Your instructions
Beginning with the opening line, set down each line of the material below exactly, stopping once the line with "const FORD_COST: u32 = 2;" is done.

Data for analysis
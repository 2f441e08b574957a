//! Movement range and attack range computation
//!
//! Respects terrain costs, unit domain, and occupancy. All admissibility
//! questions go through [`tile_entry`] so the range search and the AI's
//! approach finder can never disagree.

use std::cmp::Ordering;
use std::collections::BinaryHeap;

use ahash::{AHashMap, AHashSet};

use crate::board::Board;
use crate::catalog::terrain::{Terrain, IMPASSABLE};
use crate::catalog::unit::{Domain, UnitKind};
use crate::core::types::Coord;
use crate::unit::{Unit, UnitRegistry};

/// Cost infantry pays to wade through a water tile
const FORD_COST: u32 = 2;

/// Cost ships pay per step on the sea lanes
const SEA_LANE_COST: u32 = 1;

/// How a moving unit may use a tile it can enter
#[derive(Debug, Clone, Copy)]
pub struct TileEntry {
    /// Movement points consumed by stepping onto the tile
    pub cost: u32,
    /// Whether the unit may end its move here (false over friendly units)
    pub can_stop: bool,
}

/// Terrain admissibility and pricing for one unit kind, ignoring occupancy
pub(crate) fn terrain_cost(kind: UnitKind, terrain: Terrain) -> Option<u32> {
    match kind.stats().domain {
        Domain::Water => terrain.is_water().then_some(SEA_LANE_COST),
        Domain::Land => {
            let cost = terrain.movement_cost();
            if cost < IMPASSABLE {
                Some(cost)
            } else if terrain == Terrain::Water && kind == UnitKind::Infantry {
                Some(FORD_COST)
            } else {
                None
            }
        }
    }
}

/// Can `unit` enter the tile at `coord`, and on what terms?
///
/// Returns `None` for out-of-bounds tiles, terrain the unit's domain
/// forbids, and tiles held by a visible enemy. Friendly occupants allow
/// passage but forbid stopping. Submerged enemy submarines are hidden and
/// read as empty; the move command deals with the consequences.
pub fn tile_entry(
    board: &Board,
    registry: &UnitRegistry,
    unit: &Unit,
    coord: Coord,
) -> Option<TileEntry> {
    let tile = board.tile(coord)?;
    let cost = terrain_cost(unit.kind, tile.terrain)?;

    let can_stop = match tile.occupant {
        None => true,
        Some(id) => {
            let occupant = registry
                .get(id)
                .unwrap_or_else(|| panic!("tile {coord} references a dead unit"));
            debug_assert_eq!(occupant.pos, coord, "unit position out of sync with board");
            if occupant.hidden_from(unit.faction) {
                true
            } else if occupant.faction == unit.faction {
                false
            } else {
                return None;
            }
        }
    };

    Some(TileEntry { cost, can_stop })
}

/// Node in the frontier heap, ordered cheapest-first
#[derive(Debug, Clone, Copy, PartialEq, Eq)]
struct FrontierNode {
    coord: Coord,
    cost: u32,
}

impl Ord for FrontierNode {
    fn cmp(&self, other: &Self) -> Ordering {
        // Reverse order for min-heap; tie-break on coord for determinism
        other
            .cost
            .cmp(&self.cost)
            .then_with(|| other.coord.cmp(&self.coord))
    }
}

impl PartialOrd for FrontierNode {
    fn partial_cmp(&self, other: &Self) -> Option<Ordering> {
        Some(self.cmp(other))
    }
}

/// All tiles the unit can end a move on this turn
///
/// Cost-relaxing frontier search: a tile is settled only once no cheaper
/// entry remains, so competing paths through mixed terrain always price a
/// tile at its true minimum. Total cost is capped at the unit's movement
/// budget, inclusive. The origin is never part of the result, and neither
/// are tiles the unit may only pass through.
pub fn reachable_tiles(board: &Board, registry: &UnitRegistry, unit: &Unit) -> AHashSet<Coord> {
    let budget = unit.stats().movement;

    let mut best: AHashMap<Coord, u32> = AHashMap::new();
    let mut heap = BinaryHeap::new();
    best.insert(unit.pos, 0);
    heap.push(FrontierNode {
        coord: unit.pos,
        cost: 0,
    });

    while let Some(node) = heap.pop() {
        if node.cost > *best.get(&node.coord).unwrap_or(&u32::MAX) {
            continue; // stale entry, already relaxed cheaper
        }
        for neighbor in node.coord.neighbors() {
            let Some(entry) = tile_entry(board, registry, unit, neighbor) else {
                continue;
            };
            let total = node.cost + entry.cost;
            if total > budget {
                continue;
            }
            if total < *best.get(&neighbor).unwrap_or(&u32::MAX) {
                best.insert(neighbor, total);
                heap.push(FrontierNode {
                    coord: neighbor,
                    cost: total,
                });
            }
        }
    }

    best.keys()
        .copied()
        .filter(|&coord| coord != unit.pos)
        .filter(|&coord| {
            tile_entry(board, registry, unit, coord).is_some_and(|entry| entry.can_stop)
        })
        .collect()
}

/// Tiles the unit can strike: the in-bounds orthogonal neighbors
///
/// Every unit fights at arm's length here regardless of its listed attack
/// range; the range stat stays in the catalog unused by combat.
pub fn attackable_tiles(board: &Board, unit: &Unit) -> Vec<Coord> {
    unit.pos
        .neighbors()
        .into_iter()
        .filter(|&coord| board.in_bounds(coord))
        .collect()
}

/// Find a tile to relocate to from which the target can be struck
///
/// Scans the unit's reachable set in coordinate order and returns the
/// first unoccupied tile adjacent to the target, so move-then-attack can
/// resolve in one player action.
pub fn find_approach_for_attack(
    board: &Board,
    registry: &UnitRegistry,
    unit: &Unit,
    target: Coord,
) -> Option<Coord> {
    let mut candidates: Vec<Coord> = reachable_tiles(board, registry, unit)
        .into_iter()
        .filter(|coord| coord.distance(&target) == 1)
        .filter(|&coord| {
            board
                .tile(coord)
                .is_some_and(|tile| tile.occupant.is_none())
        })
        .collect();
    candidates.sort();
    candidates.first().copied()
}
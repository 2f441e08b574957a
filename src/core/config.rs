//! Game configuration
//!
//! Collects the tunable rules of a match: faction count, economy rates,
//! the per-turn action pool, and the optional turn limit.

use serde::{Deserialize, Serialize};

use crate::core::types::Money;

/// Configuration for one match
///
/// Board dimensions are not part of the config; they arrive with the
/// generated board.
#[derive(Debug, Clone, Serialize, Deserialize)]
#[serde(default)]
pub struct GameConfig {
    /// Number of factions contesting the board (2-4)
    pub factions: u8,

    /// Treasury each faction starts with
    pub starting_money: Money,

    /// Income credited to a faction when it ends its turn
    pub income_per_turn: Money,

    /// Action points available to the active faction each turn
    pub actions_per_turn: u32,

    /// Game ends by score once the turn counter passes this value
    pub turn_limit: Option<u32>,

    /// Seed for the deterministic game rng (combat rolls, AI dice)
    pub rng_seed: u64,
}

impl Default for GameConfig {
    fn default() -> Self {
        Self {
            factions: 2,
            starting_money: 2000,
            income_per_turn: 500,
            actions_per_turn: 5,
            turn_limit: None,
            rng_seed: 0,
        }
    }
}

impl GameConfig {
    pub fn new() -> Self {
        Self::default()
    }

    /// Validate configuration for internal consistency
    pub fn validate(&self) -> Result<(), String> {
        if !(2..=4).contains(&self.factions) {
            return Err(format!(
                "faction count must be between 2 and 4, got {}",
                self.factions
            ));
        }

        if self.actions_per_turn == 0 {
            return Err("actions_per_turn must be positive".into());
        }

        if let Some(limit) = self.turn_limit {
            if limit == 0 {
                return Err("turn_limit must be positive when set".into());
            }
        }

        Ok(())
    }

    /// Parse a config from TOML text
    pub fn from_toml(text: &str) -> Result<Self, String> {
        let config: GameConfig = toml::from_str(text).map_err(|e| e.to_string())?;
        config.validate()?;
        Ok(config)
    }
}
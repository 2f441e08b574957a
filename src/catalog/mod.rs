//! Static catalogs of terrain and unit kinds

pub mod terrain;
pub mod unit;

pub use terrain::{Terrain, IMPASSABLE};
pub use unit::{Domain, UnitKind, UnitStats};
//! Headless Skirmish Runner
//!
//! Runs an AI vs AI match on a small stock map and prints the event log.
//! Stands in for a real front-end: the engine itself never draws.

use clap::Parser;
use tracing_subscriber::EnvFilter;

use ironfront::ai::{self, Difficulty, StandardPolicy};
use ironfront::board::Board;
use ironfront::catalog::terrain::Terrain;
use ironfront::catalog::unit::UnitKind;
use ironfront::core::config::GameConfig;
use ironfront::core::types::{Coord, FactionId};
use ironfront::events::GameEvent;
use ironfront::state::GameState;
use ironfront::turn::Phase;

/// Headless Skirmish Runner - AI vs AI matches
#[derive(Parser, Debug)]
#[command(name = "skirmish")]
#[command(about = "Run an AI vs AI match and print the event log")]
struct Args {
    /// Random seed for deterministic runs
    #[arg(long, default_value_t = 42)]
    seed: u64,

    /// Turn limit before the match is scored
    #[arg(long, default_value_t = 30)]
    turn_limit: u32,

    /// Bot difficulty for both factions: easy, medium, or hard
    #[arg(long, default_value = "medium")]
    difficulty: String,

    /// Print every log line instead of just the summary
    #[arg(long, short = 'v')]
    verbose: bool,

    /// Dump the final omniscient snapshot as JSON
    #[arg(long)]
    json: bool,
}

/// Hand-built 12x8 map in place of a real generator: forests and cities
/// around the flanks, a pinch of water in the middle, headquarters in
/// opposite corners.
fn stock_board() -> Board {
    let mut board = Board::new(12, 8);

    for (x, y) in [(2, 2), (3, 2), (9, 2), (8, 2), (1, 4), (10, 4), (2, 5), (9, 5)] {
        board.set_terrain(Coord::new(x, y), Terrain::Forest);
    }
    for (x, y) in [(1, 1), (10, 1), (6, 2), (1, 6), (10, 6), (6, 5)] {
        board.set_terrain(Coord::new(x, y), Terrain::City);
    }
    for (x, y) in [(6, 0), (7, 0), (6, 7), (7, 7)] {
        board.set_terrain(Coord::new(x, y), Terrain::Water);
    }

    board.set_terrain(Coord::new(0, 0), Terrain::Hq);
    board.set_owner(Coord::new(0, 0), Some(FactionId(1)));
    board.set_terrain(Coord::new(11, 7), Terrain::Hq);
    board.set_owner(Coord::new(11, 7), Some(FactionId(2)));

    board
}

fn place_starting_units(state: &mut GameState) {
    let placements = [
        (FactionId(1), UnitKind::Infantry, Coord::new(1, 0)),
        (FactionId(1), UnitKind::Tank, Coord::new(2, 0)),
        (FactionId(1), UnitKind::Infantry, Coord::new(0, 1)),
        (FactionId(1), UnitKind::Infantry, Coord::new(1, 1)),
        (FactionId(2), UnitKind::Infantry, Coord::new(10, 7)),
        (FactionId(2), UnitKind::Tank, Coord::new(9, 7)),
        (FactionId(2), UnitKind::Infantry, Coord::new(11, 6)),
        (FactionId(2), UnitKind::Infantry, Coord::new(10, 6)),
    ];
    for (faction, kind, at) in placements {
        state
            .spawn_unit(kind, faction, at)
            .expect("stock placement on a clear board");
    }
}

fn parse_difficulty(name: &str) -> Difficulty {
    match name {
        "easy" => Difficulty::Easy,
        "hard" => Difficulty::Hard,
        _ => Difficulty::Medium,
    }
}

fn main() {
    tracing_subscriber::fmt()
        .with_env_filter(EnvFilter::from_default_env())
        .init();

    let args = Args::parse();

    let config = GameConfig {
        turn_limit: Some(args.turn_limit),
        rng_seed: args.seed,
        ..GameConfig::default()
    };
    let mut state = GameState::new(stock_board(), config).expect("stock config is valid");
    place_starting_units(&mut state);

    let policy = StandardPolicy::new(parse_difficulty(&args.difficulty));

    println!("=== Ironfront Skirmish ===");
    println!(
        "seed {}, turn limit {}, difficulty {}\n",
        args.seed, args.turn_limit, args.difficulty
    );

    while state.turn.phase == Phase::Playing {
        let faction = state.current_faction();
        if let Err(error) = ai::run_turn(&mut state, &policy) {
            eprintln!("faction {faction} turn aborted: {error}");
            break;
        }

        for event in state.drain_events() {
            match event {
                GameEvent::Log { message } if args.verbose => println!("  {message}"),
                GameEvent::TurnStarted { faction, turn } => {
                    println!("-- turn {turn}, faction {faction} --");
                }
                GameEvent::StructureCaptured { faction, terrain, at } => {
                    println!("faction {faction} captured the {} at {at}", terrain.name());
                }
                GameEvent::UnitDestroyed { kind, faction, at, .. } => {
                    println!("faction {faction} lost a {} at {at}", kind.name());
                }
                GameEvent::Victory {
                    winning_faction,
                    reason,
                } => {
                    println!("\nfaction {winning_faction} wins: {reason}");
                }
                GameEvent::Log { .. } => {}
            }
        }
    }

    let snapshot = state.snapshot(None);
    if args.json {
        println!(
            "{}",
            serde_json::to_string_pretty(&snapshot).expect("snapshot serializes")
        );
        return;
    }

    println!("\nfinal turn: {}", snapshot.turn);
    for (faction, money) in &snapshot.money {
        println!(
            "faction {faction}: {} units, {money} money",
            snapshot
                .units
                .iter()
                .filter(|u| u.faction == *faction)
                .count()
        );
    }
}
//! Scripted AI: plans a queue of actions, then replays it through the
//! command surface
//!
//! Planning is a snapshot pass over the faction's units that have not yet
//! acted. Each unit gets at most one action: strike an adjacent enemy,
//! else work toward a capture, else march on the nearest enemy
//! headquarters. A shared reservation set keeps two units in the same
//! pass from picking the same destination. A build pass then spends
//! whatever treasury and action budget remain. Execution goes through
//! [`GameState::execute`] action by action, so the bot obeys exactly the
//! validation a human does, and the turn ends when the queue runs dry.

pub mod policy;

pub use policy::{BotPolicy, BuildContext, Difficulty, StandardPolicy};

use ahash::AHashSet;

use crate::catalog::unit::UnitKind;
use crate::command::Command;
use crate::core::error::Result;
use crate::core::types::{Coord, FactionId, UnitId};
use crate::movement;
use crate::state::GameState;
use crate::turn::Phase;
use crate::unit::Unit;

/// One queued bot decision, plain data only
#[derive(Debug, Clone, Copy, PartialEq, Eq)]
pub enum PlannedAction {
    Attack { unit: UnitId, target: Coord },
    Capture { unit: UnitId },
    Move { unit: UnitId, to: Coord },
    Build { at: Coord, kind: UnitKind },
}

/// Plan the current faction's whole turn
pub fn plan_turn(state: &mut GameState, policy: &dyn BotPolicy) -> Vec<PlannedAction> {
    let faction = state.current_faction();
    let mut plan = Vec::new();
    let mut reserved: AHashSet<Coord> = AHashSet::new();

    for id in state.units.faction_ids(faction) {
        let unit = state.units.get(id).expect("faction id listing stale");
        if unit.has_acted {
            continue;
        }
        if policy.should_skip(&mut state.rng) {
            continue;
        }
        let unit = state.units.get(id).unwrap();

        if let Some(target) = adjacent_enemy(state, unit) {
            plan.push(PlannedAction::Attack { unit: id, target });
            continue;
        }

        if unit.stats().can_capture {
            let tile = state.board.tile(unit.pos).expect("unit off the board");
            if tile.terrain.capturable() && tile.owner != Some(faction) {
                plan.push(PlannedAction::Capture { unit: id });
                continue;
            }
            if let Some(goal) = nearest_capturable(state, unit) {
                if let Some(to) = step_toward(state, unit, goal, &reserved) {
                    reserved.insert(to);
                    plan.push(PlannedAction::Move { unit: id, to });
                    continue;
                }
            }
        }

        let goal = nearest_enemy_hq(state, unit).unwrap_or_else(|| state.board.center());
        if let Some(to) = step_toward(state, unit, goal, &reserved) {
            reserved.insert(to);
            plan.push(PlannedAction::Move { unit: id, to });
        }
    }

    plan_builds(state, policy, &mut plan);
    plan
}

/// Queue production on every idle structure the budget stretches to
fn plan_builds(state: &mut GameState, policy: &dyn BotPolicy, plan: &mut Vec<PlannedAction>) {
    let faction = state.current_faction();
    let mut money = state.money(faction);
    let mut actions = state.turn.actions_left;

    let own_units = state.units.faction_count(faction);
    let enemy_units = state.units.len() - own_units;
    let own_infantry = state
        .units
        .iter()
        .filter(|u| u.faction == faction && u.kind == UnitKind::Infantry)
        .count();
    let context = BuildContext {
        own_units,
        enemy_units,
        own_infantry,
    };

    let sites: Vec<(Coord, crate::catalog::terrain::Terrain)> = state
        .board
        .iter()
        .filter(|(_, tile)| {
            tile.terrain.capturable() && tile.owner == Some(faction) && tile.occupant.is_none()
        })
        .map(|(coord, tile)| (coord, tile.terrain))
        .collect();

    for (at, terrain) in sites {
        if actions == 0 {
            break;
        }
        let affordable: Vec<UnitKind> = UnitKind::ALL
            .into_iter()
            .filter(|kind| kind.buildable_at(terrain))
            .filter(|kind| {
                let stats = kind.stats();
                money >= stats.cost && actions >= stats.action_cost
            })
            .collect();
        let Some(kind) = policy.preferred_build(&affordable, context, &mut state.rng) else {
            continue;
        };
        let stats = kind.stats();
        money -= stats.cost;
        actions -= stats.action_cost;
        plan.push(PlannedAction::Build { at, kind });
    }
}

/// First adjacent visible enemy, in fixed neighbor order
fn adjacent_enemy(state: &GameState, unit: &Unit) -> Option<Coord> {
    for neighbor in unit.pos.neighbors() {
        let Some(occupant) = state.board.tile(neighbor).and_then(|t| t.occupant) else {
            continue;
        };
        let other = state.units.get(occupant).expect("occupant not in registry");
        if other.faction != unit.faction && !other.hidden_from(unit.faction) {
            return Some(neighbor);
        }
    }
    None
}

/// Closest capturable structure the faction does not hold
fn nearest_capturable(state: &GameState, unit: &Unit) -> Option<Coord> {
    state
        .board
        .iter()
        .filter(|(_, tile)| tile.terrain.capturable() && tile.owner != Some(unit.faction))
        .map(|(coord, _)| coord)
        .min_by_key(|coord| (unit.pos.distance(coord), coord.y, coord.x))
}

/// Closest headquarters held by anyone else
fn nearest_enemy_hq(state: &GameState, unit: &Unit) -> Option<Coord> {
    state
        .board
        .headquarters()
        .into_iter()
        .filter(|(_, owner)| *owner != Some(unit.faction))
        .map(|(coord, _)| coord)
        .min_by_key(|coord| (unit.pos.distance(coord), coord.y, coord.x))
}

/// Reachable destination closest to the goal, skipping reservations
fn step_toward(
    state: &GameState,
    unit: &Unit,
    goal: Coord,
    reserved: &AHashSet<Coord>,
) -> Option<Coord> {
    movement::reachable_tiles(&state.board, &state.units, unit)
        .into_iter()
        .filter(|coord| !reserved.contains(coord))
        .filter(|&coord| {
            state
                .board
                .tile(coord)
                .is_some_and(|tile| tile.occupant.is_none())
        })
        .min_by_key(|coord| (coord.distance(&goal), coord.y, coord.x))
}

/// Run a whole bot turn: plan, replay the queue, end the turn
///
/// Every queued action goes through the same command surface a human
/// uses; an action the board has since invalidated is skipped, not
/// forced. Pacing between actions is the caller's concern (the policy's
/// decision latency is available for that).
pub fn run_turn(state: &mut GameState, policy: &dyn BotPolicy) -> Result<()> {
    let faction = state.current_faction();
    let plan = plan_turn(state, policy);
    tracing::debug!(target: "ironfront", %faction, actions = plan.len(), "bot plan ready");

    for action in plan {
        if state.turn.phase == Phase::GameOver {
            return Ok(());
        }
        if let Err(error) = dispatch(state, faction, action) {
            tracing::debug!(target: "ironfront", %error, "bot action skipped");
        }
    }

    if state.turn.phase == Phase::Playing {
        state.execute(faction, Command::EndTurn)?;
    }
    Ok(())
}

/// Translate one planned action into commands
fn dispatch(state: &mut GameState, faction: FactionId, action: PlannedAction) -> Result<()> {
    match action {
        PlannedAction::Attack { unit, target } => {
            let at = unit_pos(state, unit)?;
            state.execute(faction, Command::SelectUnit(at))?;
            state.execute(faction, Command::Attack(target))?;
        }
        PlannedAction::Capture { unit } => {
            let at = unit_pos(state, unit)?;
            state.execute(faction, Command::SelectUnit(at))?;
            state.execute(faction, Command::Capture)?;
        }
        PlannedAction::Move { unit, to } => {
            let at = unit_pos(state, unit)?;
            state.execute(faction, Command::SelectUnit(at))?;
            state.execute(faction, Command::Move(to))?;
        }
        PlannedAction::Build { at, kind } => {
            state.execute(faction, Command::SelectBuildTile(at))?;
            state.execute(faction, Command::Build(kind))?;
        }
    }
    Ok(())
}

fn unit_pos(state: &GameState, id: UnitId) -> Result<Coord> {
    state
        .units
        .get(id)
        .map(|unit| unit.pos)
        .ok_or_else(|| crate::core::error::EngineError::InvalidSelection("unit lost".into()))
}
//! The command surface
//!
//! Every mutation of a running match comes through [`GameState::execute`]
//! as a [`Command`], whether a human front-end or the AI issued it. A
//! command either fully applies or fails without touching state, and
//! either way the outcome lands in the event stream as a log line.

use serde::{Deserialize, Serialize};

use crate::capture::{self, CaptureOutcome};
use crate::catalog::unit::{Domain, UnitKind};
use crate::combat;
use crate::core::error::{EngineError, Result};
use crate::core::types::{Coord, FactionId, UnitId};
use crate::movement;
use crate::state::GameState;
use crate::turn::{self, Phase, Selection};

/// A single player or AI action
#[derive(Debug, Clone, Copy, PartialEq, Eq, Serialize, Deserialize)]
pub enum Command {
    SelectUnit(Coord),
    SelectBuildTile(Coord),
    Move(Coord),
    Attack(Coord),
    Capture,
    Wait,
    Build(UnitKind),
    LoadCargo,
    UnloadCargo,
    ToggleSubmerge,
    CancelSelection,
    EndTurn,
}

impl GameState {
    /// Validate and apply one command for `faction`
    ///
    /// Returns the log line describing what happened. Commands from the
    /// non-active faction and commands after the match ended are rejected
    /// outright. Failures are also reported on the event stream.
    pub fn execute(&mut self, faction: FactionId, command: Command) -> Result<String> {
        if self.turn.phase == Phase::GameOver {
            return Err(EngineError::GameOver);
        }
        if faction != self.turn.current_faction {
            return Err(EngineError::OutOfTurn);
        }

        tracing::debug!(target: "ironfront", ?command, %faction, "executing");

        let result = match command {
            Command::SelectUnit(at) => select_unit(self, at),
            Command::SelectBuildTile(at) => select_build_tile(self, at),
            Command::Move(to) => move_unit(self, to),
            Command::Attack(target) => attack(self, target),
            Command::Capture => capture_structure(self),
            Command::Wait => wait(self),
            Command::Build(kind) => build(self, kind),
            Command::LoadCargo => load_cargo(self),
            Command::UnloadCargo => unload_cargo(self),
            Command::ToggleSubmerge => toggle_submerge(self),
            Command::CancelSelection => cancel_selection(self),
            Command::EndTurn => Ok(turn::end_turn(self)),
        };

        match result {
            Ok(line) => {
                self.log(line.clone());
                Ok(line)
            }
            Err(error) => {
                self.log(error.to_string());
                Err(error)
            }
        }
    }
}

/// The selected unit, verified alive, owned, and still able to act
fn selected_unit(state: &GameState) -> Result<UnitId> {
    let Selection::Unit(id) = state.turn.selection else {
        return Err(EngineError::InvalidSelection("no unit selected".into()));
    };
    let unit = state
        .units
        .get(id)
        .ok_or_else(|| EngineError::InvalidSelection("selected unit no longer exists".into()))?;
    if unit.faction != state.turn.current_faction {
        return Err(EngineError::InvalidSelection(
            "unit belongs to another faction".into(),
        ));
    }
    if unit.has_acted {
        return Err(EngineError::InvalidSelection(
            "unit has already acted this turn".into(),
        ));
    }
    Ok(id)
}

fn require_actions(state: &GameState, needed: u32) -> Result<()> {
    if state.turn.actions_left < needed {
        return Err(EngineError::InsufficientResources(format!(
            "need {} action points, have {}",
            needed, state.turn.actions_left
        )));
    }
    Ok(())
}

fn select_unit(state: &mut GameState, at: Coord) -> Result<String> {
    let tile = state
        .board
        .tile(at)
        .ok_or_else(|| EngineError::InvalidSelection(format!("{at} is off the board")))?;
    let id = tile
        .occupant
        .ok_or_else(|| EngineError::InvalidSelection(format!("no unit at {at}")))?;
    let unit = state.units.get(id).expect("occupant not in registry");
    // A hidden submarine is not selectable knowledge
    if unit.hidden_from(state.turn.current_faction) {
        return Err(EngineError::InvalidSelection(format!("no unit at {at}")));
    }
    if unit.faction != state.turn.current_faction {
        return Err(EngineError::InvalidSelection(
            "cannot select an enemy unit".into(),
        ));
    }
    if unit.has_acted {
        return Err(EngineError::InvalidSelection(
            "unit has already acted this turn".into(),
        ));
    }
    let name = unit.kind.name();
    state.turn.selection = Selection::Unit(id);
    Ok(format!("Selected {name} at {at}"))
}

fn select_build_tile(state: &mut GameState, at: Coord) -> Result<String> {
    let faction = state.turn.current_faction;
    let tile = state
        .board
        .tile(at)
        .ok_or_else(|| EngineError::InvalidSelection(format!("{at} is off the board")))?;
    if !tile.terrain.capturable() {
        return Err(EngineError::NotCapturable(at));
    }
    if tile.owner != Some(faction) {
        return Err(EngineError::InvalidSelection(
            "structure is not owned by the acting faction".into(),
        ));
    }
    if tile.occupant.is_some() {
        return Err(EngineError::OccupiedTarget(at));
    }
    let name = tile.terrain.name();
    state.turn.selection = Selection::BuildTile(at);
    Ok(format!("Selected {name} at {at}. Choose a unit to build"))
}

fn move_unit(state: &mut GameState, to: Coord) -> Result<String> {
    let id = selected_unit(state)?;
    require_actions(state, 1)?;

    let unit = state.units.get(id).unwrap();
    let faction = unit.faction;
    let reachable = movement::reachable_tiles(&state.board, &state.units, unit);
    if !reachable.contains(&to) {
        return Err(EngineError::IllegalDestination(to));
    }

    // A submerged enemy submarine reads as an empty tile. Entering it is
    // intercepted: the submarine surfaces and fires first, and the move
    // never happens.
    if let Some(lurker) = state.board.tile(to).and_then(|tile| tile.occupant) {
        let occupant = state.units.get(lurker).expect("occupant not in registry");
        if occupant.hidden_from(faction) {
            return ambush_move(state, lurker, id);
        }
    }

    apply_move(state, id, to);
    state.turn.actions_left -= 1;
    let unit = state.units.get_mut(id).unwrap();
    unit.has_acted = true;
    let name = unit.kind.name();
    state.turn.selection = Selection::None;
    Ok(format!(
        "{name} moved to {to} - Actions remaining: {}",
        state.turn.actions_left
    ))
}

/// Reposition a unit without spending anything; shared by move and the
/// relocating half of move-then-attack
fn apply_move(state: &mut GameState, id: UnitId, to: Coord) {
    let unit = state.units.get_mut(id).unwrap();
    let from = unit.pos;
    unit.pos = to;
    capture::reset_if_departed(unit);
    state.board.clear_occupant(from, id);
    state.board.place_occupant(to, id);
}

/// A surfaced submarine strikes the unit that tried to sail through it
fn ambush_move(state: &mut GameState, submarine: UnitId, mover: UnitId) -> Result<String> {
    let sub = state.units.get_mut(submarine).unwrap();
    sub.submerged = false;
    let sub_name = sub.kind.name();

    let mover_unit = state.units.get(mover).unwrap();
    let mover_name = mover_unit.kind.name();
    let mover_terrain = state.board.tile(mover_unit.pos).unwrap().terrain;

    let attacker = state.units.get(submarine).unwrap();
    let defender = state.units.get(mover).unwrap();
    let damage = combat::compute_damage(attacker, defender, mover_terrain, &mut state.rng);

    let defender = state.units.get_mut(mover).unwrap();
    defender.health -= damage;
    let destroyed = defender.health <= 0;
    if destroyed {
        state.destroy_unit(mover);
    }

    state.turn.selection = Selection::None;
    turn::run_victory_check(state);
    Ok(if destroyed {
        format!("{sub_name} surfaces and destroys the approaching {mover_name}!")
    } else {
        format!(
            "{sub_name} surfaces and ambushes the approaching {mover_name} for {damage} damage!"
        )
    })
}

Output for this task
repository 2f441e08b574957a
//! Movement range and attack range computation
//!
//! Respects terrain costs, unit domain, and occupancy. All admissibility
//! questions go through [`tile_entry`] so the range search and the AI's
//! approach finder can never disagree.

use std::cmp::Ordering;
use std::collections::BinaryHeap;

use ahash::{AHashMap, AHashSet};

use crate::board::Board;
use crate::catalog::terrain::{Terrain, IMPASSABLE};
use crate::catalog::unit::{Domain, UnitKind};
use crate::core::types::Coord;
use crate::unit::{Unit, UnitRegistry};

/// Cost infantry pays to wade through a water tile
const FORD_COST: u32 = 2;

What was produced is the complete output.